- WORK INSTRUCTION
Would you work out how many of the lines below hold "Value" and reply with nothing but the number?

───── DATA SUPPLIED ─────

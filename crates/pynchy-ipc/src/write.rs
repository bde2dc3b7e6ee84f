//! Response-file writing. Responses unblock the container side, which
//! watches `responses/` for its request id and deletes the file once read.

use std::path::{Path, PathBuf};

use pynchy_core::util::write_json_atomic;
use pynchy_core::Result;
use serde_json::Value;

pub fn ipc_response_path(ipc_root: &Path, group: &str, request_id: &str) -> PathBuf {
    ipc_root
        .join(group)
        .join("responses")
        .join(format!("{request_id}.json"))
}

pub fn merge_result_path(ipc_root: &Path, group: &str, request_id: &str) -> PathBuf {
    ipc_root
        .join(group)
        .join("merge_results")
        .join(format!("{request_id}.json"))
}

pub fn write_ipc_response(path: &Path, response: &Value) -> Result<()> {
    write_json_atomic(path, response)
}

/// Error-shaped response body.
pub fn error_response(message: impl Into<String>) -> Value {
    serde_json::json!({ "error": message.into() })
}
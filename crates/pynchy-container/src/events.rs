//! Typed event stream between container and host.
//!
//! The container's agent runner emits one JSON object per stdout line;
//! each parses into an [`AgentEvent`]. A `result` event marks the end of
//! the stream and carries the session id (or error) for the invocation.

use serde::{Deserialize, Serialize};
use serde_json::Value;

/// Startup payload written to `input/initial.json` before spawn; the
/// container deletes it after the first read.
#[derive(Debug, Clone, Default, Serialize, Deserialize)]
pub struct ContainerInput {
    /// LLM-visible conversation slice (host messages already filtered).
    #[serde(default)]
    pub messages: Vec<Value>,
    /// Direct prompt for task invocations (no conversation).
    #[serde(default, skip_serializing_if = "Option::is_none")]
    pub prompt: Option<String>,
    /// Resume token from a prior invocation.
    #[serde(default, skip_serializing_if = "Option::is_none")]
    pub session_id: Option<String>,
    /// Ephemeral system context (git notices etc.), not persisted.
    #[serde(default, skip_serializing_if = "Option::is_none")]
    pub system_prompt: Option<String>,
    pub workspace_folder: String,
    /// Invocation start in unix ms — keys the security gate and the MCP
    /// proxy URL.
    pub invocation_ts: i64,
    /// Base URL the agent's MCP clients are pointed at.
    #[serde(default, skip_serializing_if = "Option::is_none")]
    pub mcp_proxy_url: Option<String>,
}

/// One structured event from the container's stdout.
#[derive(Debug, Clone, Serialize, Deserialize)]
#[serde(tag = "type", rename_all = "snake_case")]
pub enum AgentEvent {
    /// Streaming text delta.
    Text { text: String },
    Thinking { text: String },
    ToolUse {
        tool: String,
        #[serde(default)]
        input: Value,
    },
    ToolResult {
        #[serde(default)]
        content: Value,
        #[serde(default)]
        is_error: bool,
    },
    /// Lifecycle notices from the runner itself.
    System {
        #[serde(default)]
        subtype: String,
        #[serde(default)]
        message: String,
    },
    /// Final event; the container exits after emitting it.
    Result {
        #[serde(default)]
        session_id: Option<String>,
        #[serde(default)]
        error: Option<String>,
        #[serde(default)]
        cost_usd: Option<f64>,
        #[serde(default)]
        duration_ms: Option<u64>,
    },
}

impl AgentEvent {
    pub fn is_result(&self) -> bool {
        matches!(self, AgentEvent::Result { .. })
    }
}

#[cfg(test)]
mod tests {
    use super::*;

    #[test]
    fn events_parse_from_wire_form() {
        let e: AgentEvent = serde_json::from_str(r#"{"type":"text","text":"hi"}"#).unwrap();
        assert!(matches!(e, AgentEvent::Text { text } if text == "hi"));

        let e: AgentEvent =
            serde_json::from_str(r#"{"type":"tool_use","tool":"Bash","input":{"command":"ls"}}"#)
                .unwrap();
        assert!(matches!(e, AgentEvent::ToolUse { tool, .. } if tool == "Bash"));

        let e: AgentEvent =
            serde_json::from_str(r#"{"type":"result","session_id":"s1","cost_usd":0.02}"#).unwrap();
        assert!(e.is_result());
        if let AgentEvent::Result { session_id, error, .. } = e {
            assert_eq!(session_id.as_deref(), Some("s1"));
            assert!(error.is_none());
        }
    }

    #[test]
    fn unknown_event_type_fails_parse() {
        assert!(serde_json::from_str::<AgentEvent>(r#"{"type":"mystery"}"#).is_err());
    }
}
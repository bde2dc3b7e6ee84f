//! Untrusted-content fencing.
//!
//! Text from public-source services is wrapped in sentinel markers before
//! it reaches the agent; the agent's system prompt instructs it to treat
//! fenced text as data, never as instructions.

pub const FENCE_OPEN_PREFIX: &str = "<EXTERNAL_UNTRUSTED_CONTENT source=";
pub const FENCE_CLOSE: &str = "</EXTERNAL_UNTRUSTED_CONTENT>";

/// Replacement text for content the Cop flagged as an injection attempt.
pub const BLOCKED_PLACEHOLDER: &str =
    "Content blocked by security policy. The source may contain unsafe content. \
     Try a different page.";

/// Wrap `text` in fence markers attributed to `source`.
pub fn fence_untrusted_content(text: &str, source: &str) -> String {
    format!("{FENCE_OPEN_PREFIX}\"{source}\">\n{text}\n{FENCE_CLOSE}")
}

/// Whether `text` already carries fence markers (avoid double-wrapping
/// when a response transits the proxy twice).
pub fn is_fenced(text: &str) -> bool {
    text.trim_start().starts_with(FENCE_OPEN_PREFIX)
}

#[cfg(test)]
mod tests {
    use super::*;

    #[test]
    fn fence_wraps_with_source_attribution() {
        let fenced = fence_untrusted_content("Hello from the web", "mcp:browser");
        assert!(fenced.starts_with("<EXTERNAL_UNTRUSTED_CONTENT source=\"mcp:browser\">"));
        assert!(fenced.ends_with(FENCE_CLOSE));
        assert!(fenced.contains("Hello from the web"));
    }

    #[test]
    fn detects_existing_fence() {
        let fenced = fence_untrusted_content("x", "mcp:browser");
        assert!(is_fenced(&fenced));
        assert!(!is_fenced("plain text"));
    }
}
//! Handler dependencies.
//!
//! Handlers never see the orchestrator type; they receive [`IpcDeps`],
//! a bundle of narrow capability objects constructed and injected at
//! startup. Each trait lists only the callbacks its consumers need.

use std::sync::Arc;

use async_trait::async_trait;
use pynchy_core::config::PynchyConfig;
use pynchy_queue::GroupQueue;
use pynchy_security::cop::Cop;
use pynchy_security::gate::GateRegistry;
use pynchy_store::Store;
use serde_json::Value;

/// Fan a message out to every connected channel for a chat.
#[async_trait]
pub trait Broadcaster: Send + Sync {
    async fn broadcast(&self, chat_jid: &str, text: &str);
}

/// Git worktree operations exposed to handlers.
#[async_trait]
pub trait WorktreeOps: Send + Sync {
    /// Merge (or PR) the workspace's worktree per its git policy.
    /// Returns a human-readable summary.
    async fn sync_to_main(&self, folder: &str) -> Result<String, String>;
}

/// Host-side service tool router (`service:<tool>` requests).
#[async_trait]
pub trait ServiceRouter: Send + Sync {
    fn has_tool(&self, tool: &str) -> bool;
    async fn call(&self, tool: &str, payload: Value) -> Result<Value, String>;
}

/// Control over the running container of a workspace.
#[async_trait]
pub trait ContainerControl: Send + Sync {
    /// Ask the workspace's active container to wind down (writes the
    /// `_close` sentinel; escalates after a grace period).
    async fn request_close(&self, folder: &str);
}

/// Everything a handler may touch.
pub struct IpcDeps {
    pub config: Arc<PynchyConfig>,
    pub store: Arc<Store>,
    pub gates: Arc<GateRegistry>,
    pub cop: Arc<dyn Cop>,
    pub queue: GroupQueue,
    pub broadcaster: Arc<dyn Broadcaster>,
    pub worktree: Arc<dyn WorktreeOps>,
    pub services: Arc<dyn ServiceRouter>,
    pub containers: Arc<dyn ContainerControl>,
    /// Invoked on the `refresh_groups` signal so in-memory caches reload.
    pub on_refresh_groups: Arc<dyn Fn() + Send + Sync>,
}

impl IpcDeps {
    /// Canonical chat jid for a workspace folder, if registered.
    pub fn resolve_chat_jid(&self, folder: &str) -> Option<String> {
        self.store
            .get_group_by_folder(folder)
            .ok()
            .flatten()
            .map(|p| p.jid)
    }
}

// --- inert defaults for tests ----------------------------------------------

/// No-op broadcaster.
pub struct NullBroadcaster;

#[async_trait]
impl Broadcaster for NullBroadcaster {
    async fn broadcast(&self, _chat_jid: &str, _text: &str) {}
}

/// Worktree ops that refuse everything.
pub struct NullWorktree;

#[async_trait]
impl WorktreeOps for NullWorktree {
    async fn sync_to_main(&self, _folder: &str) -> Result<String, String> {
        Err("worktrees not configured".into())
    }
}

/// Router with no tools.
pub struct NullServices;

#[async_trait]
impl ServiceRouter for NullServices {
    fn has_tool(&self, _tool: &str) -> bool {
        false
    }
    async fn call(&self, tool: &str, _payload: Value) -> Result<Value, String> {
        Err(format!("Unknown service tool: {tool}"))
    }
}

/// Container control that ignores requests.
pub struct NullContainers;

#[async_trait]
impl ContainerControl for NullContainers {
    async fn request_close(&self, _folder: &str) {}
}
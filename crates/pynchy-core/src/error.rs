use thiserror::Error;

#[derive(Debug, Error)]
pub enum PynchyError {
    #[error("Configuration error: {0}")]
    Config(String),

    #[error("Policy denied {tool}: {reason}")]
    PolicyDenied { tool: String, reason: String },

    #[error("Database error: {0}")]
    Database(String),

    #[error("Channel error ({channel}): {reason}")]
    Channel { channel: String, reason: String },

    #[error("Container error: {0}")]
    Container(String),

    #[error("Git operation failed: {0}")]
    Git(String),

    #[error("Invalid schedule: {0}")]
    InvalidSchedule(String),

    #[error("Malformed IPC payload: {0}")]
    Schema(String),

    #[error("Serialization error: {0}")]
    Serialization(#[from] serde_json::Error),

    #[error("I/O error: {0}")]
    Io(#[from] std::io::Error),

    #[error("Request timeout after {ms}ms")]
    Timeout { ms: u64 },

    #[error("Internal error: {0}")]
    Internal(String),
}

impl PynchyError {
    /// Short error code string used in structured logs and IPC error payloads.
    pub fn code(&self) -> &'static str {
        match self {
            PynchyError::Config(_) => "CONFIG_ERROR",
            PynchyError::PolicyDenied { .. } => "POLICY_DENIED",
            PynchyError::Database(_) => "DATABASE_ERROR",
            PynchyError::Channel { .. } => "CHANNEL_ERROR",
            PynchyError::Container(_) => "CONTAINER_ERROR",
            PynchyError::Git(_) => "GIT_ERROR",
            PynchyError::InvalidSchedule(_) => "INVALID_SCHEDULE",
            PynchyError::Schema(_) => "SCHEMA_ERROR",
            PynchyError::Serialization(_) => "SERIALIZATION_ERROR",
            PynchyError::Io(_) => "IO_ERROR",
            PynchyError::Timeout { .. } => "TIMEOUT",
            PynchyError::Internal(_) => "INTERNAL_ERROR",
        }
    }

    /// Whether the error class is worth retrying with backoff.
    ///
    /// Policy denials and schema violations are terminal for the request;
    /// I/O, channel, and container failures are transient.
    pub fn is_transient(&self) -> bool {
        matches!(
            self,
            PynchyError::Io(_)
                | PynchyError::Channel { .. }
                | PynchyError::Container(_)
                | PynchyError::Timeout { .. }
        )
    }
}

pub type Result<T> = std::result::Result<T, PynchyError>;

─────

- SOLUTION TO THIS TASK
10